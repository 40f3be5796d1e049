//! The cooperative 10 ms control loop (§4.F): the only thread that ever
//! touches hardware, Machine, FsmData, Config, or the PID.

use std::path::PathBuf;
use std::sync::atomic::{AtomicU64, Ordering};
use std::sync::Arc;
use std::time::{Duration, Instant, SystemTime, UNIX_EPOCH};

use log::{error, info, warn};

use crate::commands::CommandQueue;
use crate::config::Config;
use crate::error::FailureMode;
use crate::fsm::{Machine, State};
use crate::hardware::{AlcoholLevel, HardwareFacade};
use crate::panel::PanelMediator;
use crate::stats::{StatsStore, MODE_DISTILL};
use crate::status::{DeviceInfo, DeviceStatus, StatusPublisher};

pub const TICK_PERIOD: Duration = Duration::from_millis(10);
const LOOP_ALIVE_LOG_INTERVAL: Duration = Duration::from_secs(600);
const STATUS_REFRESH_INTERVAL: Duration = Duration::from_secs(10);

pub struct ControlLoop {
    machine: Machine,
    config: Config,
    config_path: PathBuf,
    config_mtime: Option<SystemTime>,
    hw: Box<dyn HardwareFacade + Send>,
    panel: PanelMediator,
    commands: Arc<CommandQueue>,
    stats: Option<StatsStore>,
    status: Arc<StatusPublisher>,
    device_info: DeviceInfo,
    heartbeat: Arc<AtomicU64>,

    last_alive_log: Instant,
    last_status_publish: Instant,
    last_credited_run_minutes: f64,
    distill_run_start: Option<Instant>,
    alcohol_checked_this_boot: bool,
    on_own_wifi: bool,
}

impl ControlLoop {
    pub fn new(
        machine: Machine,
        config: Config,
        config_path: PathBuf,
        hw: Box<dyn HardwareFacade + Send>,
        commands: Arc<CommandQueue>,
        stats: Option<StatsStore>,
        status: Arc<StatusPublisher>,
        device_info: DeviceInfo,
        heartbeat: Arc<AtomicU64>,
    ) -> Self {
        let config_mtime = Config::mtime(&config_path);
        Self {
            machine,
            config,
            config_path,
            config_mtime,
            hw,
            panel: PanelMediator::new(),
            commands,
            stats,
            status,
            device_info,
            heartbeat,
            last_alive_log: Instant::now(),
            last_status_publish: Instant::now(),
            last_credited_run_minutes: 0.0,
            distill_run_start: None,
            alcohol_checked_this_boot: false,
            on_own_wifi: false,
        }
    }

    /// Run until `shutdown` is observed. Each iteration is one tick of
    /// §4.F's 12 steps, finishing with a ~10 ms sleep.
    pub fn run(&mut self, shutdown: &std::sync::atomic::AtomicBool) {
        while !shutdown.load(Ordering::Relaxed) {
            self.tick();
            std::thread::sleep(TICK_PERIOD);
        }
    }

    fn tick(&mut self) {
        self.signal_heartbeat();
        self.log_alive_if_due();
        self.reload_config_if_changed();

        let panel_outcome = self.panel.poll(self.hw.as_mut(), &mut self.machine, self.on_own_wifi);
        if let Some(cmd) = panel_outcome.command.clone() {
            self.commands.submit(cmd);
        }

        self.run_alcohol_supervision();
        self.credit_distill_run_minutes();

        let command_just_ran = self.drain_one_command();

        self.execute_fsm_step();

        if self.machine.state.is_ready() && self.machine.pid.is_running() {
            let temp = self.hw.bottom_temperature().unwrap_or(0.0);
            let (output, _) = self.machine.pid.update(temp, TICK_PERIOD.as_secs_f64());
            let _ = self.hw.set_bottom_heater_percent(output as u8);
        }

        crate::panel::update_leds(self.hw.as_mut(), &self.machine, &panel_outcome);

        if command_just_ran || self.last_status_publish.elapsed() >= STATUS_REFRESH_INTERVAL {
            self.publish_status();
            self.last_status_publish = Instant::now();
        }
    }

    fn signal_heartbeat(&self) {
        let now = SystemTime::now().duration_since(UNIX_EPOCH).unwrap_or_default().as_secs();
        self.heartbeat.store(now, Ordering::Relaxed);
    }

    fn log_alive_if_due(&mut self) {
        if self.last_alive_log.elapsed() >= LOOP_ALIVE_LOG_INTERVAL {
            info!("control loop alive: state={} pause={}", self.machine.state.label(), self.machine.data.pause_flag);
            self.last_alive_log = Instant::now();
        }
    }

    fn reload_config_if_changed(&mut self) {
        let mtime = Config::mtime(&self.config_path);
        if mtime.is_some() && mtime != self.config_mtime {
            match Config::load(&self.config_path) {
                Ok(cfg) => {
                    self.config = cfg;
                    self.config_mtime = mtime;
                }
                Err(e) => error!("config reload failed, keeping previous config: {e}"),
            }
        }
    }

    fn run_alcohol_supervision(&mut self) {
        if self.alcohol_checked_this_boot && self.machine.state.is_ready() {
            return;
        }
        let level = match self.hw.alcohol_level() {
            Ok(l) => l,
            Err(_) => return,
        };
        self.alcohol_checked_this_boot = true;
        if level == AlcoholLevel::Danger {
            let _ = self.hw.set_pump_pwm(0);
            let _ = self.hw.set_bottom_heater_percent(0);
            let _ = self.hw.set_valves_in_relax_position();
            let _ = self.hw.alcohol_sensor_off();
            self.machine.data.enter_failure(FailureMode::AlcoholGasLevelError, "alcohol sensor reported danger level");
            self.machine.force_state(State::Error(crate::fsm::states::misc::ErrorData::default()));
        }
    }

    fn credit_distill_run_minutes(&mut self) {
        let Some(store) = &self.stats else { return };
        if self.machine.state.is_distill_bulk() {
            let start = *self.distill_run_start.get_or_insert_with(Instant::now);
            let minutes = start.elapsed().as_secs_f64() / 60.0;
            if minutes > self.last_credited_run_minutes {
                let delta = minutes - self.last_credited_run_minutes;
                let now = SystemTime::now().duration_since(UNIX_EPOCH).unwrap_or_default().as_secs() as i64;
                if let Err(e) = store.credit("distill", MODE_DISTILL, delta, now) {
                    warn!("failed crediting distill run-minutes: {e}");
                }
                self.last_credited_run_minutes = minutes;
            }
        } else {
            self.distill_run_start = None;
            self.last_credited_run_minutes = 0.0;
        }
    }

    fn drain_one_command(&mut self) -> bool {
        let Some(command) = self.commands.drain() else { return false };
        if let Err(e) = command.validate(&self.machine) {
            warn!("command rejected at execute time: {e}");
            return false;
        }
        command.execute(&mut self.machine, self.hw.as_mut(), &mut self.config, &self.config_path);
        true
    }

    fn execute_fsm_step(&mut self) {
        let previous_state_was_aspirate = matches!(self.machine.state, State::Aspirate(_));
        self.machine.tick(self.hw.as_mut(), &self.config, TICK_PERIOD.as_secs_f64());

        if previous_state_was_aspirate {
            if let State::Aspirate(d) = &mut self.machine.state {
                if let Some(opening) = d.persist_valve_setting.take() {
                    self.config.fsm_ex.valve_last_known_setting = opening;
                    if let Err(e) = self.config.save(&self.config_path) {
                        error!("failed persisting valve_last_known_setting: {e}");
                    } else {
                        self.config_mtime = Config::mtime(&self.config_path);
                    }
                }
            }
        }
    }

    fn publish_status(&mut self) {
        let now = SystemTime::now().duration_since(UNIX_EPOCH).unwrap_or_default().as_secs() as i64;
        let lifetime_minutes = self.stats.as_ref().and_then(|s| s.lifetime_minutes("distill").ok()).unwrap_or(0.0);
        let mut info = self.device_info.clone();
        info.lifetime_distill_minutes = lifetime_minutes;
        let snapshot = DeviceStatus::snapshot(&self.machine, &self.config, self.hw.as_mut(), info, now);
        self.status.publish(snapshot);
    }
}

==========

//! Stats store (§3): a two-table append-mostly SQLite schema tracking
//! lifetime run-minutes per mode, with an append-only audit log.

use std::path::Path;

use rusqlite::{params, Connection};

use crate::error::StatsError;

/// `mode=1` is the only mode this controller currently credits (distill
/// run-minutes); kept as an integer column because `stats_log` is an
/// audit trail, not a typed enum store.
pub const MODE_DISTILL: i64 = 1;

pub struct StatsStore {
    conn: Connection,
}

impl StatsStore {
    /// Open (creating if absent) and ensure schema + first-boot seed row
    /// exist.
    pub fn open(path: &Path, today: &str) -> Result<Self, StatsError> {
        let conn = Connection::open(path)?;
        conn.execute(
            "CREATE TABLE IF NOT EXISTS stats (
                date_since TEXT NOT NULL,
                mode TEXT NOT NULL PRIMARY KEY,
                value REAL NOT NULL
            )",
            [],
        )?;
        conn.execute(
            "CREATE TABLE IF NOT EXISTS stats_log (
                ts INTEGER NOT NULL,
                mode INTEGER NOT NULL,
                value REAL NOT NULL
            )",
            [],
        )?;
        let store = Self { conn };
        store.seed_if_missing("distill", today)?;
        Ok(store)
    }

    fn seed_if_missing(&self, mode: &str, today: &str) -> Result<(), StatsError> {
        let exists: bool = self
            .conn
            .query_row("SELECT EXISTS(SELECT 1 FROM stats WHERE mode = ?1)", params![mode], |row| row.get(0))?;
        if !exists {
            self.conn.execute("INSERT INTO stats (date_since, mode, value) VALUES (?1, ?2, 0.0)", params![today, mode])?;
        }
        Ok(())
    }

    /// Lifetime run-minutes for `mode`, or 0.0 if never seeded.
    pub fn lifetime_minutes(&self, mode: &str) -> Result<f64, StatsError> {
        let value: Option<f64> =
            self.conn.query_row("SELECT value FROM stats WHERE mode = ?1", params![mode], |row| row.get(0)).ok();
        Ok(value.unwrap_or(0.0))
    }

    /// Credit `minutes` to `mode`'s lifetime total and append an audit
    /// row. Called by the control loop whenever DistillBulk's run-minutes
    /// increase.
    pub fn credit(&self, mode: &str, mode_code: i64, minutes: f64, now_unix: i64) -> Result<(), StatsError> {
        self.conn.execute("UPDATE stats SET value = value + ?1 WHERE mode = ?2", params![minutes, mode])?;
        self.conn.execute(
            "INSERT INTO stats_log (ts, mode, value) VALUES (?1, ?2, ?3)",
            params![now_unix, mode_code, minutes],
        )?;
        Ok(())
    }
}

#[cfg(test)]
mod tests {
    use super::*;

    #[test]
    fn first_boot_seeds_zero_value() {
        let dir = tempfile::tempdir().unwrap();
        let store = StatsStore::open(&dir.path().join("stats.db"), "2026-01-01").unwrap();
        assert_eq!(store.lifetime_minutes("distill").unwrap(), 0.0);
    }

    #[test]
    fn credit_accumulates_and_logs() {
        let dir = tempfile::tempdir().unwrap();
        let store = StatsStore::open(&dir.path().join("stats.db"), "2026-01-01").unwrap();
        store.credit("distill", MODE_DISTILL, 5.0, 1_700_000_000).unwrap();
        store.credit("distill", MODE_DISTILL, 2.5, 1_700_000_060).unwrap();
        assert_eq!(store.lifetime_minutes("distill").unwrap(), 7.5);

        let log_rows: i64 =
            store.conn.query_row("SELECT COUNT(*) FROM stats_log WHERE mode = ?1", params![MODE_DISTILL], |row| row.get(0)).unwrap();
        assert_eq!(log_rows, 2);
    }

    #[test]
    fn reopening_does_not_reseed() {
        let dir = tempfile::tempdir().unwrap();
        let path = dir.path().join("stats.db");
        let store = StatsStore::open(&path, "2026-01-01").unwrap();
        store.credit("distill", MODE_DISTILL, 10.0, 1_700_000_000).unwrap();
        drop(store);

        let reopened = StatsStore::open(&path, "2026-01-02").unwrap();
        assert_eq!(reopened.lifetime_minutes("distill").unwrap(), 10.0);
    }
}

==========

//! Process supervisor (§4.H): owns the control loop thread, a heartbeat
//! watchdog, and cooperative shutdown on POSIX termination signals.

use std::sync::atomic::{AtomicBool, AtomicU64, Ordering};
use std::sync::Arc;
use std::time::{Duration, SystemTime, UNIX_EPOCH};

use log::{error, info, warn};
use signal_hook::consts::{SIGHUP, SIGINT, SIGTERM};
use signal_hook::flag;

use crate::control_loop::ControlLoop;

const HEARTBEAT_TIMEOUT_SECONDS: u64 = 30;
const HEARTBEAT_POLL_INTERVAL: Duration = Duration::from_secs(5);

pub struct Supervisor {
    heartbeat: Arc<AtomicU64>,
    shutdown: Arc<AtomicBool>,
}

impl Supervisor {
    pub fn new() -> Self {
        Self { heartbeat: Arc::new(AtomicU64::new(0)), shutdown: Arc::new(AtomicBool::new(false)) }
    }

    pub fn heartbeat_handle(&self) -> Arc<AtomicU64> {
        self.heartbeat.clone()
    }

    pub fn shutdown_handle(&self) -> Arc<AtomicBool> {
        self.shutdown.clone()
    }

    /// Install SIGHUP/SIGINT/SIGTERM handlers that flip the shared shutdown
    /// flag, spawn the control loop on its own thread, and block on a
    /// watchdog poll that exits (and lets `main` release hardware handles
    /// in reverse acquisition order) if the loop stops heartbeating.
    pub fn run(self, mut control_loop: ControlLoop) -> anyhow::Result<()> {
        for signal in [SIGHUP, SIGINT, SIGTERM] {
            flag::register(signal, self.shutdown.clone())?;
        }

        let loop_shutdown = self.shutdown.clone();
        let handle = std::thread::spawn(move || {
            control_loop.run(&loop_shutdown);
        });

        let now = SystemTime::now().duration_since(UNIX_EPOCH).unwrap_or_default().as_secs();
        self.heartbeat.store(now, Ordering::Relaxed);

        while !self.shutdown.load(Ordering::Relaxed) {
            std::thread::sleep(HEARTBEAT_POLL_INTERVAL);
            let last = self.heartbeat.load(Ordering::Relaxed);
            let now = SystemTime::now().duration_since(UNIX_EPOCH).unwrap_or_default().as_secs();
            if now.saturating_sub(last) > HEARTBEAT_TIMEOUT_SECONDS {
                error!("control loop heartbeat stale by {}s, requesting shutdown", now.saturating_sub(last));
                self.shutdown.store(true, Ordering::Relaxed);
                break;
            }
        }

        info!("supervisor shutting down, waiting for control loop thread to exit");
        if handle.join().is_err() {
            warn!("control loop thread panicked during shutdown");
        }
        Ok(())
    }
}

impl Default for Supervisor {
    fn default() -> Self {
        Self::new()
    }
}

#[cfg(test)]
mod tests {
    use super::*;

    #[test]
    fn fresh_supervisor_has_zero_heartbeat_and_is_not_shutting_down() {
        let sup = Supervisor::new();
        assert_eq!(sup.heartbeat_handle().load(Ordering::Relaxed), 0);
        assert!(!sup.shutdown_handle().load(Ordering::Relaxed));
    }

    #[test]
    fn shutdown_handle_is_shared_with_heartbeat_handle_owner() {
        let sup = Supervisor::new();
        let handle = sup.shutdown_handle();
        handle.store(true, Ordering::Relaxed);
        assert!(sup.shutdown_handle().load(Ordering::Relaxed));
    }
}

==========

### ASSIGNMENT
Each line in the listing above from the one containing "fn drain_one_command(&mut self)" through the one containing "let lifetime_minutes = self.stats.as_ref().and_then(|s|" should be repeated exactly, and no other line.

### FINAL ANSWER
    fn drain_one_command(&mut self) -> bool {
        let Some(command) = self.commands.drain() else { return false };
        if let Err(e) = command.validate(&self.machine) {
            warn!("command rejected at execute time: {e}");
            return false;
        }
        command.execute(&mut self.machine, self.hw.as_mut(), &mut self.config, &self.config_path);
        true
    }

    fn execute_fsm_step(&mut self) {
        let previous_state_was_aspirate = matches!(self.machine.state, State::Aspirate(_));
        self.machine.tick(self.hw.as_mut(), &self.config, TICK_PERIOD.as_secs_f64());

        if previous_state_was_aspirate {
            if let State::Aspirate(d) = &mut self.machine.state {
                if let Some(opening) = d.persist_valve_setting.take() {
                    self.config.fsm_ex.valve_last_known_setting = opening;
                    if let Err(e) = self.config.save(&self.config_path) {
                        error!("failed persisting valve_last_known_setting: {e}");
                    } else {
                        self.config_mtime = Config::mtime(&self.config_path);
                    }
                }
            }
        }
    }

    fn publish_status(&mut self) {
        let now = SystemTime::now().duration_since(UNIX_EPOCH).unwrap_or_default().as_secs() as i64;
        let lifetime_minutes = self.stats.as_ref().and_then(|s| s.lifetime_minutes("distill").ok()).unwrap_or(0.0);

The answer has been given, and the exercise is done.